Assignment:
Reproduce exactly, and only, the lines below from the one containing "let uri = Capturer::new(RecordingFetcher::default())" through the one containing "async fn clone_is_detached_from_the_host()".

Data shown:
* * * *

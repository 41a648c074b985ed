//! Vector document serializer
//!
//! Wraps a cloned tree in an SVG `<foreignObject>` sized to the capture,
//! with the aggregated CSS in a `<style>` block and an optional background
//! rectangle underneath everything.

use percent_encoding::{utf8_percent_encode, AsciiSet, NON_ALPHANUMERIC};

use crate::clone::{ClonedElement, ClonedNode, Namespace};

const SVG_NS: &str = "http://www.w3.org/2000/svg";
const XHTML_NS: &str = "http://www.w3.org/1999/xhtml";
const XLINK_NS: &str = "http://www.w3.org/1999/xlink";

/// Characters left alone by JavaScript's `encodeURIComponent`
const URI_COMPONENT: &AsciiSet = &NON_ALPHANUMERIC
    .remove(b'-')
    .remove(b'_')
    .remove(b'.')
    .remove(b'!')
    .remove(b'~')
    .remove(b'*')
    .remove(b'\'')
    .remove(b'(')
    .remove(b')');

const VOID_ELEMENTS: &[&str] = &[
    "area", "base", "br", "col", "embed", "hr", "img", "input", "link", "meta", "source", "track", "wbr",
];

/// A serialized capture ready to be decoded as an image
#[derive(Debug, Clone, PartialEq)]
pub struct VectorDocument {
    markup: String,
    width: f64,
    height: f64,
}

impl VectorDocument {
    pub fn new(
        root: &ClonedElement,
        css: Option<&str>,
        width: f64,
        height: f64,
        background: Option<&str>,
    ) -> Self {
        let mut markup = String::with_capacity(1024);
        markup.push_str(&format!(
            "<svg xmlns=\"{SVG_NS}\" width=\"{width}\" height=\"{height}\" viewBox=\"0 0 {width} {height}\">"
        ));
        if let Some(color) = background.filter(|c| !c.is_empty()) {
            markup.push_str(&format!(
                "<rect width=\"100%\" height=\"100%\" fill=\"{}\"/>",
                escape_xml(color)
            ));
        }
        if let Some(css) = css.filter(|c| !c.trim().is_empty()) {
            markup.push_str("<style>");
            markup.push_str(&escape_xml(css));
            markup.push_str("</style>");
        }
        markup.push_str(
            "<foreignObject x=\"0\" y=\"0\" width=\"100%\" height=\"100%\" externalResourcesRequired=\"true\">",
        );
        write_element(&mut markup, root, None);
        markup.push_str("</foreignObject></svg>");
        Self { markup, width, height }
    }

    pub fn width(&self) -> f64 {
        self.width
    }

    pub fn height(&self) -> f64 {
        self.height
    }

    pub fn to_markup(&self) -> &str {
        &self.markup
    }

    /// `data:image/svg+xml;charset=utf-8,` URI with the markup percent-encoded
    pub fn to_data_url(&self) -> String {
        format!(
            "data:image/svg+xml;charset=utf-8,{}",
            utf8_percent_encode(&self.markup, URI_COMPONENT)
        )
    }
}

fn write_element(out: &mut String, el: &ClonedElement, parent: Option<Namespace>) {
    out.push('<');
    out.push_str(&el.tag);

    // Namespace roots declare their namespace; inherited declarations are implied.
    if parent != Some(el.namespace) {
        match el.namespace {
            Namespace::Html => push_attr(out, "xmlns", XHTML_NS),
            Namespace::Svg => {
                push_attr(out, "xmlns", SVG_NS);
                push_attr(out, "xmlns:xlink", XLINK_NS);
            }
        }
    }

    for (name, value) in &el.attributes {
        let lower = name.to_ascii_lowercase();
        if lower == "style" || lower == "xmlns" || lower.starts_with("xmlns:") || !is_xml_name(name) {
            continue;
        }
        push_attr(out, name, value);
    }
    if !el.style.is_empty() {
        let css: Vec<String> = el.style.iter().map(|(k, v)| format!("{}: {};", k, v)).collect();
        push_attr(out, "style", &css.join(" "));
    }

    let is_void = el.namespace == Namespace::Html && VOID_ELEMENTS.contains(&el.tag.to_ascii_lowercase().as_str());
    if el.children.is_empty() || is_void {
        out.push_str("/>");
        return;
    }
    out.push('>');
    for child in &el.children {
        match child {
            ClonedNode::Element(child) => write_element(out, child, Some(el.namespace)),
            ClonedNode::Text(text) => out.push_str(&escape_xml(text)),
        }
    }
    out.push_str("</");
    out.push_str(&el.tag);
    out.push('>');
}

fn push_attr(out: &mut String, name: &str, value: &str) {
    out.push(' ');
    out.push_str(name);
    out.push_str("=\"");
    out.push_str(&escape_xml(value));
    out.push('"');
}

pub fn escape_xml(input: &str) -> String {
    let mut out = String::with_capacity(input.len());
    for c in input.chars() {
        match c {
            '&' => out.push_str("&amp;"),
            '<' => out.push_str("&lt;"),
            '>' => out.push_str("&gt;"),
            '"' => out.push_str("&quot;"),
            '\'' => out.push_str("&apos;"),
            c => out.push(c),
        }
    }
    out
}

/// Whether `name` can appear as an XML attribute name.
pub fn is_xml_name(name: &str) -> bool {
    let mut chars = name.chars();
    let Some(first) = chars.next() else {
        return false;
    };
    (first.is_alphabetic() || first == '_' || first == ':')
        && chars.all(|c| c.is_alphanumeric() || matches!(c, '-' | '_' | '.' | ':'))
}
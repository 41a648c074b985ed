//! Snapshots of stateful and replaced elements, and generated content

mod common;

use common::{svg_markup, RecordingFetcher};
use domsnap::clone::{clone_node, ClonedElement};
use domsnap::dom::{LiveNode, StaticDocument};
use domsnap::{CaptureOptions, Capturer};

const PAGE: &str = r#"<html><head><style>
    .quote::before { content: "JUSTBEFORE"; color: green }
    .quote::after { content: "[" attr(data-tail) "]" }
    .plain::before { content: none }
</style></head><body>
<div id="root" style="width: 300px; height: 150px">
    <canvas id="content" width="10" height="10">fallback</canvas>
    <video id="movie" poster="data:image/png;base64,UE9TVEVS"></video>
    <video id="blank"></video>
    <input id="name" value="initial">
    <input id="agree" type="checkbox">
    <textarea id="notes">initial text</textarea>
    <select id="pick"><option value="a" selected>A</option><optgroup label="g"><option value="b">B</option></optgroup></select>
    <p class="quote" data-tail="end">middle</p>
    <p class="plain">plain</p>
</div></body></html>"#;

fn find<'a>(el: &'a ClonedElement, id: &str) -> &'a ClonedElement {
    fn walk<'a>(el: &'a ClonedElement, id: &str) -> Option<&'a ClonedElement> {
        if el.attr("id") == Some(id) {
            return Some(el);
        }
        el.element_children().find_map(|c| walk(c, id))
    }
    walk(el, id).unwrap_or_else(|| panic!("no element #{}", id))
}

#[tokio::test]
async fn form_state_is_captured() {
    let doc = StaticDocument::parse(PAGE);
    doc.select("#name").unwrap().unwrap().set_value("typed");
    doc.select("#agree").unwrap().unwrap().set_checked(true);
    doc.select("#notes").unwrap().unwrap().set_value("USER\nINPUT");
    doc.select("#pick").unwrap().unwrap().set_value("b");

    let root = doc.select("#root").unwrap().unwrap();
    let tree = clone_node(&root, &CaptureOptions::default()).await.unwrap();

    assert_eq!(find(&tree.root, "name").attr("value"), Some("typed"));
    assert!(find(&tree.root, "agree").attr("checked").is_some());
    assert_eq!(find(&tree.root, "notes").text_content(), "USER\nINPUT");

    let mut selected = Vec::new();
    find(&tree.root, "pick").walk(&mut |el| {
        if el.is("option") && el.attr("selected").is_some() {
            selected.push(el.attr("value").unwrap_or_default().to_string());
        }
    });
    assert_eq!(selected, vec!["b"]);
}

#[tokio::test]
async fn canvas_and_video_become_images() {
    let doc = StaticDocument::parse(PAGE);
    doc.select("#content")
        .unwrap()
        .unwrap()
        .set_canvas_bitmap("data:image/png;base64,Q0FOVkFT");
    let root = doc.select("#root").unwrap().unwrap();
    let tree = clone_node(&root, &CaptureOptions::default()).await.unwrap();

    let canvas = find(&tree.root, "content");
    assert_eq!(canvas.tag, "img");
    assert_eq!(canvas.attr("src"), Some("data:image/png;base64,Q0FOVkFT"));
    assert_eq!(canvas.attr("width"), Some("10"));
    assert!(canvas.children.is_empty());

    let movie = find(&tree.root, "movie");
    assert_eq!(movie.tag, "img");
    assert_eq!(movie.attr("src"), Some("data:image/png;base64,UE9TVEVS"));

    // Nothing painted and no poster: cloned as-is.
    assert_eq!(find(&tree.root, "blank").tag, "video");
}

#[tokio::test]
async fn blank_canvas_is_cloned_as_is() {
    let doc = StaticDocument::parse(PAGE);
    let root = doc.select("#root").unwrap().unwrap();
    let tree = clone_node(&root, &CaptureOptions::default()).await.unwrap();
    assert_eq!(find(&tree.root, "content").tag, "canvas");
}

#[tokio::test]
async fn pseudo_elements_become_spans() {
    let doc = StaticDocument::parse(PAGE);
    let root = doc.select("#root").unwrap().unwrap();
    let uri = Capturer::new(RecordingFetcher::default())
        .to_svg(&doc, &root, &CaptureOptions::default())
        .await
        .unwrap();
    let svg = svg_markup(&uri);

    let before = svg.find("JUSTBEFORE").unwrap();
    let middle = svg.find("middle").unwrap();
    let after = svg.find("[end]").unwrap();
    assert!(before < middle && middle < after);
    assert!(svg.contains("data-pseudo=\"before\""));
    assert!(svg.contains("color: green;"));
    // `content: none` generates nothing.
    assert_eq!(svg.matches("data-pseudo").count(), 2);
}

#[tokio::test]
async fn clone_is_detached_from_the_host() {
    let doc = StaticDocument::parse(PAGE);
    let name = doc.select("#name").unwrap().unwrap();
    let root = doc.select("#root").unwrap().unwrap();
    let tree = clone_node(&root, &CaptureOptions::default()).await.unwrap();

    name.set_value("changed later");
    assert_eq!(find(&tree.root, "name").attr("value"), Some("initial"));
    assert_eq!(name.form_value().as_deref(), Some("changed later"));
    assert_eq!((tree.width, tree.height), (300.0, 150.0));
}
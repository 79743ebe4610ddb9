//! Shared configuration for the vibecheck workspace.

mod app_config;
mod config;

use thiserror::Error;

pub use app_config::{AppConfig, Environment};
pub use config::{load_app_config, load_app_config_from_env};

#[derive(Debug, Error)]
pub enum ConfigError {
    #[error("missing required env var: {0}")]
    MissingEnvVar(String),

    #[error("invalid value for {var}: {reason}")]
    InvalidEnvVar { var: String, reason: String },
}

* * * *

Task output:
    let uri = Capturer::new(RecordingFetcher::default())
        .to_svg(&doc, &root, &CaptureOptions::default())
        .await
        .unwrap();
    let svg = svg_markup(&uri);

    let before = svg.find("JUSTBEFORE").unwrap();
    let middle = svg.find("middle").unwrap();
    let after = svg.find("[end]").unwrap();
    assert!(before < middle && middle < after);
    assert!(svg.contains("data-pseudo=\"before\""));
    assert!(svg.contains("color: green;"));
    // `content: none` generates nothing.
    assert_eq!(svg.matches("data-pseudo").count(), 2);
}

#[tokio::test]
async fn clone_is_detached_from_the_host() {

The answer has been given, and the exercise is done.